HH: Peter, I agree with that. I have no argument…I didn’t like the stimulus bill, because I didn’t think it would work, and it didn’t work, and I didn’t like some aspects of TARP being extended and reused. But that’s different. I’m saying they have inflated the deficit, the structural deficit, not the one time deficit, to $1.35 trillion, and he has no plan for that. None. He didn’t have a plan last night. He’s the President.

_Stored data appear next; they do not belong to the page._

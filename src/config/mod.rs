use serde::Deserialize;
use std::env;

// Top-level configuration container.
#[derive(Debug, Clone, Deserialize)]
pub struct Config {
    pub app: AppConfig,
    pub cinema: CinemaConfig,
    pub booking: BookingConfig,
}

#[derive(Debug, Clone, Deserialize)]
pub struct AppConfig {
    pub rust_log: String,
}

// One cinema in scope; its name is configuration, not data entry.
#[derive(Debug, Clone, Deserialize)]
pub struct CinemaConfig {
    pub name: String,
}

#[derive(Debug, Clone, Deserialize)]
pub struct BookingConfig {
    /// Hold duration applied when a booking request does not supply one.
    pub default_hold_seconds: u64,
    /// How often the background sweep releases stale holds.
    pub sweep_interval_seconds: u64,
}

impl Config {
    pub fn from_env() -> Self {
        Config {
            app: AppConfig {
                rust_log: env::var("RUST_LOG")
                    .unwrap_or_else(|_| "cinema_booking=debug".to_string()),
            },
            cinema: CinemaConfig {
                name: env::var("CINEMA_NAME").unwrap_or_else(|_| "Main Street Cinema".to_string()),
            },
            booking: BookingConfig {
                default_hold_seconds: env::var("BOOKING_HOLD_SECONDS")
                    .unwrap_or_else(|_| "300".to_string())
                    .parse()
                    .expect("BOOKING_HOLD_SECONDS must be a valid number"),
                sweep_interval_seconds: env::var("HOLD_SWEEP_INTERVAL_SECONDS")
                    .unwrap_or_else(|_| "60".to_string())
                    .parse()
                    .expect("HOLD_SWEEP_INTERVAL_SECONDS must be a valid number"),
            },
        }
    }
}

PB: Well, I think some things…first of all, you have to, I think that the first job in my mind still remains, when you have the country at 10% unemployment, basically the job number one is still right now, getting this country out of the worst recession we’ve had many decades. And in terms of then pivoting to try to deal with this structural deficit, Obama did talk, is now supporting a kind of a commission which is going to try to deal with it, the question that everyone knows you need to deal with, which is entitlements. But I don’t think Republicans are in a great position to talk about this, when they refused to talk about how you pay for military and homeland security spending, and they refused to acknowledge that when you keep cutting taxes, you lose revenue.
HH: Peter, the budget is a 50% plus one in the Senate. It’s not a Republican issue. Obama needs to fix it. The President needs to do something, because this is a critical moment, and he didn’t do anything. It was a total failure of leadership last night.
– – – –
HH: Peter, before we go forward, I’ve got to play you a little something from MSNBC last night, Chris Matthews. Here’s what he said:
CM: You know, I was trying to think about who he was tonight, and it’s interesting. He is post-racial by all appearances. You know, I forgot he was black tonight for an hour. You know, he’s gone a long way to become a leader of this country and passed so much history in just a year or two. I mean, it’s something we don’t even think about. I was watching, and I said wait a minute. He’s an African-American guy in front of a bunch of other white people, and there he is, president of the United States, and we’ve completely forgotten that tonight.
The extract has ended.